Таким образом, медлительный при своих раздумьях регулирует только координированные движения, но не расход мышечной энергии; если приглядеться поближе, то оказывается, что при раздумьях, как правило, повышается тонус мускулатуры, находящейся при этом в покое (что доказано физиологически). У «моторного» же типа речь идет не просто о повышении мышечного тонуса, но о сопротивлении вниманию.
Не обязательно полагать, что неспособность одновременно мыслить и действовать — явление, характерное для невроза. Ведь имеются многочисленные случаи, когда невротик маскирует описанный мыслительный барьер, обусловленный каким-то комплексом, как раз преувеличенной подвижностью и оживленностью деятельности в незаблокированных сферах психики.

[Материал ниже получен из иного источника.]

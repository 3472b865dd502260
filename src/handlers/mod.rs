use axum::extract::State;
use axum::http::StatusCode;
use axum::response::{IntoResponse, Json};
use serde_json::{json, Value};

use crate::directory::DirectoryStore;
use crate::state::AppState;

pub mod registration;
pub mod session;

pub async fn root() -> Json<Value> {
    let version = env!("CARGO_PKG_VERSION");

    Json(json!({
        "success": true,
        "data": {
            "name": "Millgate",
            "version": version,
            "description": "Registration approval and session backend for the mill monitoring dashboard",
            "endpoints": {
                "home": "/ (public)",
                "health": "/health (public)",
                "register": "POST /register (public)",
                "verify": "POST /verify_otp (public)",
                "login": "POST /api/auth/login",
                "session_check": "POST /api/auth/session_check",
                "logout": "POST /api/auth/logout",
            }
        }
    }))
}

pub async fn health(State(state): State<AppState>) -> impl IntoResponse {
    let now = chrono::Utc::now();

    match state.directory.ping().await {
        Ok(_) => (
            StatusCode::OK,
            Json(json!({
                "success": true,
                "data": {
                    "status": "ok",
                    "timestamp": now,
                    "directory": "ok"
                }
            })),
        ),
        Err(e) => (
            StatusCode::SERVICE_UNAVAILABLE,
            Json(json!({
                "success": false,
                "error": "directory store unavailable",
                "data": {
                    "status": "degraded",
                    "timestamp": now,
                    "directory_error": e.to_string()
                }
            })),
        ),
    }
}
use async_trait::async_trait;
use chrono::{DateTime, Utc};
use std::collections::HashMap;
use tokio::sync::RwLock;
use uuid::Uuid;

use super::{DirectoryError, DirectoryStore, Identity, Session};

/// In-memory directory store. Backs the test suite and the database-less
/// development mode; state does not survive a restart.
#[derive(Default)]
pub struct MemoryDirectoryStore {
    users: RwLock<HashMap<String, Identity>>,
    sessions: RwLock<HashMap<Uuid, Session>>,
}

impl MemoryDirectoryStore {
    pub fn new() -> Self {
        Self::default()
    }

    /// Seed an identity directly, bypassing the registration flow.
    pub async fn seed_identity(&self, identity: Identity) {
        self.users
            .write()
            .await
            .insert(identity.user_id.clone(), identity);
    }
}

#[async_trait]
impl DirectoryStore for MemoryDirectoryStore {
    async fn find_contacts_by_roles(
        &self,
        roles: &[String],
        branch: Option<&str>,
    ) -> Result<Vec<String>, DirectoryError> {
        let users = self.users.read().await;
        let contacts = users
            .values()
            .filter(|u| roles.iter().any(|r| u.role.eq_ignore_ascii_case(r)))
            .filter(|u| match branch {
                Some(b) => u.branch.eq_ignore_ascii_case(b),
                None => true,
            })
            .filter_map(|u| u.mail.clone())
            .collect();
        Ok(contacts)
    }

    async fn find_user_by_id_and_device(
        &self,
        user_id: &str,
        device_id: &str,
    ) -> Result<Option<Identity>, DirectoryError> {
        let users = self.users.read().await;
        Ok(users
            .get(user_id)
            .filter(|u| u.device_unique_id == device_id)
            .cloned())
    }

    async fn next_sequence(&self, prefix: &str) -> Result<u32, DirectoryError> {
        let users = self.users.read().await;
        let max = users
            .keys()
            .filter(|id| id.starts_with(prefix))
            .filter_map(|id| id.get(id.len().saturating_sub(3)..)?.parse::<u32>().ok())
            .max()
            .unwrap_or(0);
        Ok(max + 1)
    }

    async fn insert_identity(&self, identity: &Identity) -> Result<(), DirectoryError> {
        let mut users = self.users.write().await;
        if users.contains_key(&identity.user_id) {
            return Err(DirectoryError::Conflict(format!(
                "user id already registered: {}",
                identity.user_id
            )));
        }
        if users
            .values()
            .any(|u| u.device_unique_id == identity.device_unique_id)
        {
            return Err(DirectoryError::Conflict(format!(
                "device already registered: {}",
                identity.device_unique_id
            )));
        }
        users.insert(identity.user_id.clone(), identity.clone());
        Ok(())
    }

    async fn insert_session(&self, session: &Session) -> Result<(), DirectoryError> {
        let mut sessions = self.sessions.write().await;
        if sessions.contains_key(&session.session_id) {
            return Err(DirectoryError::Conflict(format!(
                "session already exists: {}",
                session.session_id
            )));
        }
        sessions.insert(session.session_id, session.clone());
        Ok(())
    }

    async fn find_session(&self, session_id: Uuid) -> Result<Option<Session>, DirectoryError> {
        Ok(self.sessions.read().await.get(&session_id).cloned())
    }

    async fn close_session(
        &self,
        session_id: Uuid,
        at: DateTime<Utc>,
    ) -> Result<(), DirectoryError> {
        let mut sessions = self.sessions.write().await;
        if let Some(session) = sessions.get_mut(&session_id) {
            // Closing never extends an already-dead session
            session.session_end_time = session.session_end_time.min(at);
        }
        Ok(())
    }
}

Психоанализ мог бы немало способствовать разъяснению этих сложных отношений между психической деятельностью и мышечной иннервацией. Сошлюсь здесь на правдоподобное объяснение, предложенное Фрейдом для сновидений-галлюцинаций: согласно ему, последние обязаны своим возникновением снижающемуся возбуждению системы восприятия (регрессии) — следствию блокировки (паралича) моторных окончаний психического аппарата во время сна. Еще один немалый вклад, внесенный психоанализом в познание отношений между мыслительным усилием и мышечной иннервацией, — это фрейдовское объяснение смеха в ответ на шутку или что-то комическое; согласно Фрейду (и это объяснение для нас очень приемлемо), смех — это моторная разрядка психического напряжения, ставшего избыточным. Наконец, стоило бы вспомнить еще идеи Брейера и Фрейда о конверсии психического возбуждения в моторное при истерии, а также мнение Фрейда о том, что человек, страдающий навязчивыми представлениями, по сути дела заменяет мышлением поступок.

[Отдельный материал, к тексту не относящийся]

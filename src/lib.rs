use axum::routing::{get, post};
use axum::Router;
use tower_http::{cors::CorsLayer, trace::TraceLayer};

pub mod approvers;
pub mod config;
pub mod directory;
pub mod error;
pub mod handlers;
pub mod middleware;
pub mod notify;
pub mod registration;
pub mod session;
pub mod state;

pub use state::AppState;

/// Build the application router over the given state.
pub fn app(state: AppState) -> Router {
    Router::new()
        // Public
        .route("/", get(handlers::root))
        .route("/health", get(handlers::health))
        // Registration flow
        .route("/register", post(handlers::registration::register))
        .route("/verify_otp", post(handlers::registration::verify_otp))
        // Session lifecycle
        .route("/api/auth/login", post(handlers::session::login))
        .route("/api/auth/session_check", post(handlers::session::session_check))
        .route("/api/auth/logout", post(handlers::session::logout))
        // Global middleware
        .layer(CorsLayer::permissive())
        .layer(TraceLayer::new_for_http())
        .with_state(state)
}
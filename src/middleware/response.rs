use axum::{
    http::StatusCode,
    response::{IntoResponse, Json, Response},
};
use serde::Serialize;
use serde_json::json;

/// Wrapper for API responses that automatically adds the success envelope
#[derive(Debug)]
pub struct ApiResponse<T: Serialize> {
    pub data: T,
    pub status_code: Option<StatusCode>,
}

impl<T: Serialize> ApiResponse<T> {
    /// Create a successful API response with default 200 status
    pub fn success(data: T) -> Self {
        Self {
            data,
            status_code: None, // Default to 200 OK
        }
    }

    /// Create an API response with custom status code
    pub fn with_status(data: T, status_code: StatusCode) -> Self {
        Self {
            data,
            status_code: Some(status_code),
        }
    }

    /// Create a 201 Created response
    pub fn created(data: T) -> Self {
        Self::with_status(data, StatusCode::CREATED)
    }

    /// Create a 202 Accepted response
    pub fn accepted(data: T) -> Self {
        Self::with_status(data, StatusCode::ACCEPTED)
    }
}

impl<T: Serialize> IntoResponse for ApiResponse<T> {
    fn into_response(self) -> Response {
        let status = self.status_code.unwrap_or(StatusCode::OK);

        // Convert data to JSON Value for consistent envelope format
        let data_value = match serde_json::to_value(&self.data) {
            Ok(value) => value,
            Err(e) => {
                tracing::error!("Failed to serialize response data: {}", e);
                return (
                    StatusCode::INTERNAL_SERVER_ERROR,
                    Json(json!({
                        "success": false,
                        "error": "Failed to serialize response data"
                    })),
                )
                    .into_response();
            }
        };

        let envelope = json!({
            "success": true,
            "data": data_value
        });

        (status, Json(envelope)).into_response()
    }
}

pub type ApiResult<T> = Result<ApiResponse<T>, crate::error::ApiError>;
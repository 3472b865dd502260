use crate::config::ApproverConfig;

/// Role sets entitled to approve a registration for a given branch.
///
/// Business roles are global. IT roles carry an optional branch filter: when
/// present, only identities in those roles whose branch matches count as
/// approvers.
#[derive(Debug, Clone, PartialEq, Eq)]
pub struct ApproverRoleSets {
    pub business_roles: Vec<String>,
    pub it_roles: Vec<String>,
    pub it_branch: Option<String>,
}

/// Pure lookup from branch name to approver role sets. Built once at startup
/// from [`ApproverConfig`]; never touches storage and never fails. Unknown
/// branch names simply produce an IT filter that matches nothing.
#[derive(Debug, Clone)]
pub struct ApproverResolver {
    business_roles: Vec<String>,
    it_roles: Vec<String>,
    it_branch_restricted: bool,
}

impl ApproverResolver {
    pub fn new(config: &ApproverConfig) -> Self {
        // Role matching is case-insensitive throughout; normalize once here
        Self {
            business_roles: normalize(&config.business_roles),
            it_roles: normalize(&config.it_roles),
            it_branch_restricted: config.it_branch_restricted,
        }
    }

    pub fn resolve(&self, branch: &str) -> ApproverRoleSets {
        ApproverRoleSets {
            business_roles: self.business_roles.clone(),
            it_roles: self.it_roles.clone(),
            it_branch: self
                .it_branch_restricted
                .then(|| branch.to_string()),
        }
    }
}

fn normalize(roles: &[String]) -> Vec<String> {
    roles.iter().map(|r| r.trim().to_uppercase()).collect()
}

#[cfg(test)]
mod tests {
    use super::*;

    fn config(restricted: bool) -> ApproverConfig {
        ApproverConfig {
            business_roles: vec!["MD".into(), "jmd".into()],
            it_roles: vec!["it head".into()],
            it_branch_restricted: restricted,
        }
    }

    #[test]
    fn business_roles_are_global_and_uppercased() {
        let resolver = ApproverResolver::new(&config(true));
        let sets = resolver.resolve("North");
        assert_eq!(sets.business_roles, vec!["MD".to_string(), "JMD".to_string()]);
        assert_eq!(sets.it_roles, vec!["IT HEAD".to_string()]);
    }

    #[test]
    fn it_filter_carries_branch_when_restricted() {
        let resolver = ApproverResolver::new(&config(true));
        assert_eq!(resolver.resolve("North").it_branch, Some("North".to_string()));
    }

    #[test]
    fn it_filter_absent_when_unrestricted() {
        let resolver = ApproverResolver::new(&config(false));
        assert_eq!(resolver.resolve("North").it_branch, None);
    }

    #[test]
    fn unknown_branch_still_resolves() {
        let resolver = ApproverResolver::new(&config(true));
        let sets = resolver.resolve("NoSuchBranch");
        assert_eq!(sets.it_branch, Some("NoSuchBranch".to_string()));
        assert!(!sets.business_roles.is_empty());
    }
}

Закономерный параллелизм моторных иннерваций с психическими актами мышления и концентрации внимания, их взаимная обусловленность и многократно доказанная количественная взаимозависимость в любом случае говорят за то, что эти процессы тождественны по своей сущности. Таким образом, Фрейд, по-видимому, прав, считая, что мышление — это «пробное действие с перебрасыванием меньших количеств либидо», а внимание, периодически «обыскивающее» внешний мир и «идущее навстречу» чувственным впечатлениям, является функцией моторных окончаний психического аппарата.